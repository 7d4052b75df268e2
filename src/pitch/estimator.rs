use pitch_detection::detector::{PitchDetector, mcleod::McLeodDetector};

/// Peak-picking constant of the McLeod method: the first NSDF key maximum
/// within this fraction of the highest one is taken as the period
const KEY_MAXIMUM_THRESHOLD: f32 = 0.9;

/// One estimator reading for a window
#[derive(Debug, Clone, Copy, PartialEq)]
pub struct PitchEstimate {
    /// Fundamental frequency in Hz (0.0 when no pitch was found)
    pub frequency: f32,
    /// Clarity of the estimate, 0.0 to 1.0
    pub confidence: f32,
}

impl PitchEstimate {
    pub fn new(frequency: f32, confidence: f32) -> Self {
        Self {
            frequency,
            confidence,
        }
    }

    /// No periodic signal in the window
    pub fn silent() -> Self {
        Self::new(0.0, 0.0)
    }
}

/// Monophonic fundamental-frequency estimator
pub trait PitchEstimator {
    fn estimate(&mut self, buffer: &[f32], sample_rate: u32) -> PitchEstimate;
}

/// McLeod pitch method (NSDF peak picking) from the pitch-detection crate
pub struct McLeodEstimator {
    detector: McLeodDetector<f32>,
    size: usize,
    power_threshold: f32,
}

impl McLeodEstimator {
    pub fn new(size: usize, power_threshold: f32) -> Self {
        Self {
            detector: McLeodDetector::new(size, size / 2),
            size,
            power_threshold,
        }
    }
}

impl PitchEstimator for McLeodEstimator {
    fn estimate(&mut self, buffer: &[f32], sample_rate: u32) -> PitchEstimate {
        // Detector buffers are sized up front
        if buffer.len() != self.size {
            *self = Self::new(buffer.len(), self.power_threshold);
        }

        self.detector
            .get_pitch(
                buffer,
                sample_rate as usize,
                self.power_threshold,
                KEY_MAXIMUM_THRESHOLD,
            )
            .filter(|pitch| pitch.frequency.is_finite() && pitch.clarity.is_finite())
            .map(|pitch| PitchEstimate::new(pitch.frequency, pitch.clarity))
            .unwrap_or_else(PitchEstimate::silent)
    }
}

☆ ☆ ☆ ☆ ☆

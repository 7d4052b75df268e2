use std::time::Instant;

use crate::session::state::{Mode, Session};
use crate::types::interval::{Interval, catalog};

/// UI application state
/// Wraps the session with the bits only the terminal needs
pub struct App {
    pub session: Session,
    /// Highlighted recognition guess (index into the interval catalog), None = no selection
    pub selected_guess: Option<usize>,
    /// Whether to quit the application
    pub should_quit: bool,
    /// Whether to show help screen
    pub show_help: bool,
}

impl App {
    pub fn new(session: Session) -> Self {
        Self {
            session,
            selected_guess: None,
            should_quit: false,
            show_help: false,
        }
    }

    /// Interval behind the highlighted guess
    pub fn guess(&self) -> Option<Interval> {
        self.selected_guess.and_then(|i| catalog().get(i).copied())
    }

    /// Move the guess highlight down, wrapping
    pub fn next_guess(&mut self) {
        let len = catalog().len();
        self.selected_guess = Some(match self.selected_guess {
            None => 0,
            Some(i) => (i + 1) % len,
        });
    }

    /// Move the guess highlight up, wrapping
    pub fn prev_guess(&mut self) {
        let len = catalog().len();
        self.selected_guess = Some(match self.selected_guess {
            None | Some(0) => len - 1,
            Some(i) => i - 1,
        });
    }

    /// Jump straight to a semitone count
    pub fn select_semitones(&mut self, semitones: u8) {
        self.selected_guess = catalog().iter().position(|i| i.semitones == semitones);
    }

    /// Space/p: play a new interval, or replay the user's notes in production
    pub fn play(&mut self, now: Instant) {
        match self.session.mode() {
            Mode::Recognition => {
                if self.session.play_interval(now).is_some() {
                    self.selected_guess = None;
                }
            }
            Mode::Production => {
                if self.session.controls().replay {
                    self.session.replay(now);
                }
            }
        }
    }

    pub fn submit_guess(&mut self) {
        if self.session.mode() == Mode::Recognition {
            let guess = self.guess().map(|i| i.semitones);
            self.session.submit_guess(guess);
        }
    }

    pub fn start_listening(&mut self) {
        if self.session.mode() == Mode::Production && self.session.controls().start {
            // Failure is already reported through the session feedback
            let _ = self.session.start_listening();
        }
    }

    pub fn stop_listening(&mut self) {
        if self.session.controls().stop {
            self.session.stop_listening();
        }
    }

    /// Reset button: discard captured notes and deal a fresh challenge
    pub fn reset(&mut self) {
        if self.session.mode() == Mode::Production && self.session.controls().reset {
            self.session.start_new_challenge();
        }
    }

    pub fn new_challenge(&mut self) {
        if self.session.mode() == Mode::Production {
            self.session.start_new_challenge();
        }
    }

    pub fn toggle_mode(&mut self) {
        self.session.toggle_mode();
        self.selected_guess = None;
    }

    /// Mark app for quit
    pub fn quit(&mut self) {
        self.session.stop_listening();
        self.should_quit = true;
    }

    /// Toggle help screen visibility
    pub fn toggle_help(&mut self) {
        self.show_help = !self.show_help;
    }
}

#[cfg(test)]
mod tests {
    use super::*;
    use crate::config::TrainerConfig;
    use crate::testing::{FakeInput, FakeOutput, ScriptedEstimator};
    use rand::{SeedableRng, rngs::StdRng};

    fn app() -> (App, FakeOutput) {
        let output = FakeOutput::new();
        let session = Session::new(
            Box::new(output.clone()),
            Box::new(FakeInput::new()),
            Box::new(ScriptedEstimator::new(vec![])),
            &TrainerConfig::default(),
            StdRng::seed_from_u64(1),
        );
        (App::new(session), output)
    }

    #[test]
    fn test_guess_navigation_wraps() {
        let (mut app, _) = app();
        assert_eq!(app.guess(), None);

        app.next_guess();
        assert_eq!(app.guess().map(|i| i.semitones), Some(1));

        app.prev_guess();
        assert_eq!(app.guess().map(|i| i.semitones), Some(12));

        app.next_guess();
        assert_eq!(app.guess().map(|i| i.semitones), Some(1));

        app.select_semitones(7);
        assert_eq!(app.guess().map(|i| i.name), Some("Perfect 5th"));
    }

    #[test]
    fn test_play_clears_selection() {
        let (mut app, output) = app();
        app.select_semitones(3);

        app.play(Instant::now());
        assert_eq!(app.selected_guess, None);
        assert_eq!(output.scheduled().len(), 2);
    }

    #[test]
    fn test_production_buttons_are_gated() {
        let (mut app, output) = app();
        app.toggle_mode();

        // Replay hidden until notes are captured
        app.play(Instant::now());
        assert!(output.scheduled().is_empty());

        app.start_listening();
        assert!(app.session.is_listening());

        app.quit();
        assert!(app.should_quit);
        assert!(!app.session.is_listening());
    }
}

☆ ☆ ☆ ☆ ☆

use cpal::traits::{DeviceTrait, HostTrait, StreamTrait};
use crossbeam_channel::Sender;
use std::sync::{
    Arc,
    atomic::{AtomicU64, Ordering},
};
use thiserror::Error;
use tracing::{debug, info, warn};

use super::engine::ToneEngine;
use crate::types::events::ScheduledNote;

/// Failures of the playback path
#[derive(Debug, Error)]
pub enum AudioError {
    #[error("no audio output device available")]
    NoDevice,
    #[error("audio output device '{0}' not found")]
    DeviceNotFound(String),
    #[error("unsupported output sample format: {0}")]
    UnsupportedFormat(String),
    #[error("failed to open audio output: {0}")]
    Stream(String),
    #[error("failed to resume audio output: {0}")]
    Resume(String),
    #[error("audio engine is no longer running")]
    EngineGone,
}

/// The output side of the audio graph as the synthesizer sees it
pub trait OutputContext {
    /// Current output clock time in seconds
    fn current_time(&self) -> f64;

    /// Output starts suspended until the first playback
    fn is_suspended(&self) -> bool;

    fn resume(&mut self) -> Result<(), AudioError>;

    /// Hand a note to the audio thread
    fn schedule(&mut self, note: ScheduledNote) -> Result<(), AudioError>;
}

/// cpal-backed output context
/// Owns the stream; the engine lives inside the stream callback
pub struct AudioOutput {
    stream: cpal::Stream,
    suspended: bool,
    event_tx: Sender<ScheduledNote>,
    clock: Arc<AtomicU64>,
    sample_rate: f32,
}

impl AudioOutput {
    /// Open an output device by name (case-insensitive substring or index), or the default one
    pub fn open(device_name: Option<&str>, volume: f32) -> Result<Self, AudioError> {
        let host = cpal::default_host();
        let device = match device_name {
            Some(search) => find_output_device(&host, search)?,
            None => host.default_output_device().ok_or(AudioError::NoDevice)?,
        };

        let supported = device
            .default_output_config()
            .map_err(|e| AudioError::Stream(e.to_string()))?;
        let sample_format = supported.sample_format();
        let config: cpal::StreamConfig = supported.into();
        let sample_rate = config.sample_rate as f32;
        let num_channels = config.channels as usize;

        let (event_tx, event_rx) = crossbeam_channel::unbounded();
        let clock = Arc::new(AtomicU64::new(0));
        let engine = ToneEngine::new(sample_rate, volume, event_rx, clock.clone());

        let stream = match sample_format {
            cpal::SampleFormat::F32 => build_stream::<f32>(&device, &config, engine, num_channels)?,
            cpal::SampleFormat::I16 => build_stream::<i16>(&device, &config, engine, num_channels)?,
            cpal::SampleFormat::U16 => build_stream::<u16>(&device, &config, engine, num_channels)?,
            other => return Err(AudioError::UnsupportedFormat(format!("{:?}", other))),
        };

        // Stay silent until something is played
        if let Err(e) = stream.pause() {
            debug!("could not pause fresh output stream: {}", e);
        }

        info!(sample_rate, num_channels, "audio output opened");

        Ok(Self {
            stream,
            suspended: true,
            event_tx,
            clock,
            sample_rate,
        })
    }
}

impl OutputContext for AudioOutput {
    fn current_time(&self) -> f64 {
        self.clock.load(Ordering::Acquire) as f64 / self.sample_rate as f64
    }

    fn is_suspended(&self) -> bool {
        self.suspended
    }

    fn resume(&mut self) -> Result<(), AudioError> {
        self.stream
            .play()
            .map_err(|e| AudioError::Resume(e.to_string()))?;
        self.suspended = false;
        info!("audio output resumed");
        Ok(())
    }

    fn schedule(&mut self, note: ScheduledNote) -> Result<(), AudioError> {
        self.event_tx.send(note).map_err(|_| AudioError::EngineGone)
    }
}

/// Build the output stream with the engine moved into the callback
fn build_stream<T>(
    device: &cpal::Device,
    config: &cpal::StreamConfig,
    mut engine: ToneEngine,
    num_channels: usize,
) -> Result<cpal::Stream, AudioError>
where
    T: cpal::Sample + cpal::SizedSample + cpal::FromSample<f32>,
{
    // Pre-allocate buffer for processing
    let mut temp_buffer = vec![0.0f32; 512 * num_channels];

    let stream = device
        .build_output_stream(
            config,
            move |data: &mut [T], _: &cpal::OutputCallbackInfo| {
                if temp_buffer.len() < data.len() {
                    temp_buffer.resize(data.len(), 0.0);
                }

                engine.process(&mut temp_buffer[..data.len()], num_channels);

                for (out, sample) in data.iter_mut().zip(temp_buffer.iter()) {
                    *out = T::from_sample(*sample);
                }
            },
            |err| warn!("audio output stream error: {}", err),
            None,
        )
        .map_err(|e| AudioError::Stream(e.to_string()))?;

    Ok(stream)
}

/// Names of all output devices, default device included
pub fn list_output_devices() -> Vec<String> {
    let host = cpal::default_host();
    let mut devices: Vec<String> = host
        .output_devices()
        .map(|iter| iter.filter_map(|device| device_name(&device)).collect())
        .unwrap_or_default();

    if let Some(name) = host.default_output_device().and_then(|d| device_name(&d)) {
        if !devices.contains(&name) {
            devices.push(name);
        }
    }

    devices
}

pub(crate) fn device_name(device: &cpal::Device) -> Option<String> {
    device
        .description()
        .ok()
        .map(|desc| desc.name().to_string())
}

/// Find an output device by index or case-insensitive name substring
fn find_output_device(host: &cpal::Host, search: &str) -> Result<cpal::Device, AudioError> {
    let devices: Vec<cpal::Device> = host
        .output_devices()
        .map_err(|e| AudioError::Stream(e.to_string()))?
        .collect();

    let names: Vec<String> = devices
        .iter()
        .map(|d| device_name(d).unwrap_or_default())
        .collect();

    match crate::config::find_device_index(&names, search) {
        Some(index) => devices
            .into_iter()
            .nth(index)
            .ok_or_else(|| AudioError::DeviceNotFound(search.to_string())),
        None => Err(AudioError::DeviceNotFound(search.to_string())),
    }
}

☆ ☆ ☆ ☆ ☆

## Work instructions
I need every line of the material that includes "usize", so please copy them out.

## Response
    size: usize,
    pub fn new(size: usize, power_threshold: f32) -> Self {
                sample_rate as usize,
    pub selected_guess: Option<usize>,
        let num_channels = config.channels as usize;
    num_channels: usize,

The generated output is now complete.